Der verhaltensauffällige Mann störte im Rahmen des Polizeieinsatzes die Amtshandlungen und leistete bei deren Durchführung Widerstand, so dass er schlussendlich dem Polizeigewahrsam zugeführt und erst nach Abschluss der polizeilichen Maßnahmen wieder entlassen wurde.

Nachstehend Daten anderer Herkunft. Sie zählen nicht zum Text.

//! API middleware.

use std::net::IpAddr;
use std::num::NonZeroU32;
use std::sync::Arc;
use std::time::Instant;

use axum::body::Body;
use axum::extract::{ConnectInfo, State};
use axum::http::{header, HeaderName, HeaderValue, Method, Request, Response};
use axum::middleware::Next;
use axum::response::IntoResponse;
use governor::{DefaultKeyedRateLimiter, Quota, RateLimiter};
use tower_http::cors::{Any, CorsLayer};
use tracing::{info, warn, Span};
use uuid::Uuid;

use crate::error::{ApiError, InternalErrorDetail};
use crate::metrics;

/// Tracked client IPs before stale entries are pruned.
const MAX_TRACKED_CLIENTS: usize = 10_000;

/// Per-client-IP rate limiter.
pub struct ClientRateLimiter {
    limiter: DefaultKeyedRateLimiter<IpAddr>,
}

impl ClientRateLimiter {
    pub fn new(requests_per_second: u32) -> Self {
        let quota = Quota::per_second(NonZeroU32::new(requests_per_second).unwrap_or(NonZeroU32::MIN));
        Self {
            limiter: RateLimiter::keyed(quota),
        }
    }

    /// Whether `ip` may make another request now.
    pub fn check(&self, ip: IpAddr) -> bool {
        if self.limiter.len() > MAX_TRACKED_CLIENTS {
            self.limiter.retain_recent();
        }
        self.limiter.check_key(&ip).is_ok()
    }
}

/// Create CORS layer.
pub fn cors_layer(origins: &[String]) -> CorsLayer {
    if origins.iter().any(|o| o == "*") {
        return CorsLayer::new()
            .allow_methods(Any)
            .allow_headers(Any)
            .expose_headers(Any)
            .allow_origin(Any)
            .max_age(std::time::Duration::from_secs(600));
    }

    let origins: Vec<HeaderValue> = origins.iter().filter_map(|o| o.parse().ok()).collect();

    CorsLayer::new()
        .allow_methods([Method::GET, Method::POST, Method::OPTIONS])
        .allow_headers([header::CONTENT_TYPE, header::ACCEPT, header::ORIGIN, header::RANGE])
        .expose_headers([
            header::CONTENT_LENGTH,
            header::CONTENT_TYPE,
            header::CONTENT_DISPOSITION,
            header::CONTENT_RANGE,
            header::ACCEPT_RANGES,
        ])
        .allow_origin(origins)
        .max_age(std::time::Duration::from_secs(600))
}

/// Security headers middleware.
pub async fn security_headers(request: Request<Body>, next: Next) -> Response<Body> {
    const HEADERS: [(&str, &str); 5] = [
        ("x-content-type-options", "nosniff"),
        ("x-frame-options", "DENY"),
        ("referrer-policy", "strict-origin-when-cross-origin"),
        ("strict-transport-security", "max-age=31536000; includeSubDomains"),
        ("x-permitted-cross-domain-policies", "none"),
    ];

    let mut response = next.run(request).await;
    let headers = response.headers_mut();
    for (name, value) in HEADERS {
        headers.insert(HeaderName::from_static(name), HeaderValue::from_static(value));
    }
    response
}

/// Hide internal error details from clients; the full message is still logged.
pub async fn redact_internal_errors(request: Request<Body>, next: Next) -> Response<Body> {
    let response = next.run(request).await;
    if response.extensions().get::<InternalErrorDetail>().is_none() {
        return response;
    }

    let (mut parts, body) = response.into_parts();
    if let Ok(bytes) = axum::body::to_bytes(body, 64 * 1024).await {
        warn!(status = %parts.status, detail = %String::from_utf8_lossy(&bytes), "Internal error redacted");
    }
    parts.headers.remove(header::CONTENT_LENGTH);
    let body = serde_json::json!({ "detail": "An internal error occurred" }).to_string();
    Response::from_parts(parts, Body::from(body))
}

/// Request ID middleware.
pub async fn request_id(mut request: Request<Body>, next: Next) -> Response<Body> {
    let request_id = request
        .headers()
        .get("x-request-id")
        .and_then(|v| v.to_str().ok())
        .filter(|s| !s.is_empty() && s.len() <= 128)
        .map(|s| s.to_string())
        .unwrap_or_else(|| Uuid::new_v4().to_string());

    request.extensions_mut().insert(request_id.clone());
    Span::current().record("request_id", request_id.as_str());

    let mut response = next.run(request).await;
    if let Ok(value) = HeaderValue::from_str(&request_id) {
        response.headers_mut().insert("x-request-id", value);
    }
    response
}

/// Request logging middleware.
pub async fn request_logging(request: Request<Body>, next: Next) -> Response<Body> {
    let method = request.method().clone();
    let uri = request.uri().clone();
    let start = Instant::now();

    let response = next.run(request).await;

    // Pollers hit these constantly
    let quiet = uri.path() == "/health" || uri.path() == "/metrics" || uri.path().ends_with("/status");
    if !quiet {
        info!(
            method = %method,
            uri = %uri,
            status = %response.status(),
            duration_ms = %start.elapsed().as_millis(),
            "Request completed"
        );
    }

    response
}

/// Per-IP rate limiting for the API routes.
pub async fn rate_limit_middleware(
    State(limiter): State<Arc<ClientRateLimiter>>,
    request: Request<Body>,
    next: Next,
) -> Response<Body> {
    if let Some(ip) = client_ip(&request) {
        if !limiter.check(ip) {
            warn!(ip = %ip, "Rate limit exceeded");
            metrics::record_rate_limit_hit(request.uri().path());
            let mut response = ApiError::RateLimited.into_response();
            response
                .headers_mut()
                .insert(header::RETRY_AFTER, HeaderValue::from_static("1"));
            return response;
        }
    }

    next.run(request).await
}

/// Client IP from proxy headers or the connection.
fn client_ip(request: &Request<Body>) -> Option<IpAddr> {
    let forwarded = request
        .headers()
        .get("x-forwarded-for")
        .and_then(|v| v.to_str().ok())
        .and_then(|s| s.split(',').next())
        .and_then(|s| s.trim().parse().ok());

    let real_ip = || {
        request
            .headers()
            .get("x-real-ip")
            .and_then(|v| v.to_str().ok())
            .and_then(|s| s.trim().parse().ok())
    };

    let connection = || {
        request
            .extensions()
            .get::<ConnectInfo<std::net::SocketAddr>>()
            .map(|ci| ci.0.ip())
    };

    forwarded.or_else(real_ip).or_else(connection)
}

#[cfg(test)]
mod tests {
    use super::*;

    #[test]
    fn test_rate_limiter_is_per_client() {
        let limiter = ClientRateLimiter::new(1);
        let a: IpAddr = "10.0.0.1".parse().unwrap();
        let b: IpAddr = "10.0.0.2".parse().unwrap();

        assert!(limiter.check(a));
        assert!(!limiter.check(a));
        assert!(limiter.check(b));
    }

    #[test]
    fn test_client_ip_prefers_forwarded() {
        let request = Request::builder()
            .header("x-forwarded-for", "203.0.113.7, 10.0.0.1")
            .header("x-real-ip", "198.51.100.2")
            .body(Body::empty())
            .unwrap();
        assert_eq!(client_ip(&request), Some("203.0.113.7".parse().unwrap()));

        let request = Request::builder()
            .header("x-real-ip", "198.51.100.2")
            .body(Body::empty())
            .unwrap();
        assert_eq!(client_ip(&request), Some("198.51.100.2".parse().unwrap()));
    }

    async fn redacted_body(redact: bool) -> (u16, serde_json::Value) {
        use axum::routing::get;
        use tower::ServiceExt;

        let router = axum::Router::new().route(
            "/boom",
            get(|| async { Err::<(), _>(ApiError::internal("open /var/lib/avm/jobs.json: permission denied")) }),
        );
        let router = if redact {
            router.layer(axum::middleware::from_fn(redact_internal_errors))
        } else {
            router
        };

        let response = router
            .oneshot(Request::get("/boom").body(Body::empty()).unwrap())
            .await
            .unwrap();
        let status = response.status().as_u16();
        let bytes = axum::body::to_bytes(response.into_body(), usize::MAX).await.unwrap();
        (status, serde_json::from_slice(&bytes).unwrap())
    }

    #[tokio::test]
    async fn test_internal_errors_redacted_only_when_enabled() {
        let (status, body) = redacted_body(true).await;
        assert_eq!(status, 500);
        assert_eq!(body["detail"], "An internal error occurred");

        let (status, body) = redacted_body(false).await;
        assert_eq!(status, 500);
        assert!(body["detail"].as_str().unwrap().contains("permission denied"));
    }

    #[tokio::test]
    async fn test_other_errors_pass_through_redaction() {
        use axum::routing::get;
        use tower::ServiceExt;

        let router = axum::Router::new()
            .route("/missing", get(|| async { Err::<(), _>(ApiError::video_not_found()) }))
            .layer(axum::middleware::from_fn(redact_internal_errors));
        let response = router
            .oneshot(Request::get("/missing").body(Body::empty()).unwrap())
            .await
            .unwrap();
        assert_eq!(response.status().as_u16(), 404);
        let bytes = axum::body::to_bytes(response.into_body(), usize::MAX).await.unwrap();
        assert_eq!(serde_json::from_slice::<serde_json::Value>(&bytes).unwrap()["detail"], "Video not found");
    }
}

Die sichergestellten Waffen unterliegen der Einziehung. Sie werden bis zur endgültigen Entscheidung durch die Staatsanwaltschaft polizeilich asserviert. Die Bundeswehr übernahm aufgrund der hohen Menge an Munition deren Einlagerung. PM/SE

Beitragsbild: Die Kurzwaffen-Kollektion des Pinneberger Waffensammlers. Foto: Polizei

2 Gedanken zu „Gigantischer Waffenfund in Pinneberg

  1. Anko

    Wieso “Waffenfund”? Die Waffen waren offensichtlich schon vorher der Behörde bekannt und damit registriert, immerhin hatte der Mann laut Bericht bis vor kurzem auch eine waffenrechtliche Erlaubnis. Und von illegalen Waffen war bisher nicht die Rede. Den abgebildeten zahlreichen Kurzwaffen nach zur urteilen, dürfte u.a. eine Sammler-WBK bestanden haben. Interessant wären die Gründe für die Entziehung seiner waffenrechtlichen Erlaubnisse.